Ed Yeates ReportingTwo men from Lehi, who are in Tsunami-torn Sri Lanka volunteering as relief workers, say pictures cannot visualize what they've now seen with their own eyes. Brian Stuy and Adam Steed have been helping victims there in a most unusual way.
As compelling as pictures are - the two fathers from Lehi say you have to stand in the devastation to really experience the imagery.
Brian Stuy, Tsunami Volunteer: "Take the worst vacant lot that you've seen, with its tires and just trash, and chunks of cement, then multiply that as far as the eye can see - that's pretty much what we're seeing here."
Brian Stuy and Adam Steed talked to us by phone. They've been visiting relief camps along the west coast of Sri Lanka.
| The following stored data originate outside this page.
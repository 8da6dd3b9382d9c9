use std::collections::HashMap;

use serde::{Deserialize, Serialize};

use crate::input::KeyAction;

#[derive(Debug, Clone, Serialize, Deserialize, PartialEq, Eq)]
#[serde(default)]
/// Configurable keyboard bindings mapping actions to key codes.
pub struct KeybindingOptions {
    /// Maps action → key string (e.g. `CancelDrag` → `"Escape"`).
    pub bindings: HashMap<KeyAction, String>,
    /// Reverse lookup cache (key string → action). Rebuilt on load.
    #[serde(skip)]
    key_to_action: HashMap<String, KeyAction>,
}

impl Default for KeybindingOptions {
    fn default() -> Self {
        let bindings = HashMap::from([
            (KeyAction::CancelDrag, "Escape".into()),
            (KeyAction::ResetOrientation, "KeyR".into()),
        ]);

        let mut opts = Self {
            bindings,
            key_to_action: HashMap::new(),
        };
        opts.rebuild_reverse_map();
        opts
    }
}

impl KeybindingOptions {
    /// Rebuild the reverse lookup map (key string → action).
    pub fn rebuild_reverse_map(&mut self) {
        self.key_to_action.clear();
        for (action, key) in &self.bindings {
            let _ = self.key_to_action.insert(key.clone(), *action);
        }
    }

    /// Bind `action` to `key`, replacing its previous key.
    pub fn bind(&mut self, action: KeyAction, key: impl Into<String>) {
        let _ = self.bindings.insert(action, key.into());
        self.rebuild_reverse_map();
    }

    /// Look up the action for a key string.
    #[must_use]
    pub fn lookup(&self, key: &str) -> Option<KeyAction> {
        self.key_to_action.get(key).copied()
    }
}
The two fathers left their families here to volunteer there, simply because they felt compelled to help. Now at stores in Colombo, they buy writing materials for children so teachers can start teaching them again. They're also handing out pieces of candy and toys, hopefully to give the kids some psychological relief.
Brian Stuy: "Just looking into their eyes and seeing the tremendous joy of receiving a simple box of crayons and a notepad of paper and a few gumdrops was just immensely overwhelming."
The Lehi duo says kids still don't comprehend what's happened, but parents do. Their homes and their possessions have all been wiped out.
Adam Steed: “You start looking at both sides of the road and everything is lost.”
Brian Stuy: “You really see a large amount of sadness and almost a feeling of hopelessness.”
But still, when help arrives…
Adam Steed: “As I was handing out items, people that could speak English kept saying repeatedly, ‘Thank you, you and your country. Thank you, you and your country.’”
This week, Brian and Adam may get involved in a massive cleanup effort along the coastline. Though the Lehi fathers simply showed up on the doorstep of Sri Lanka, they're working under the supervision of one the country's major relief organizations.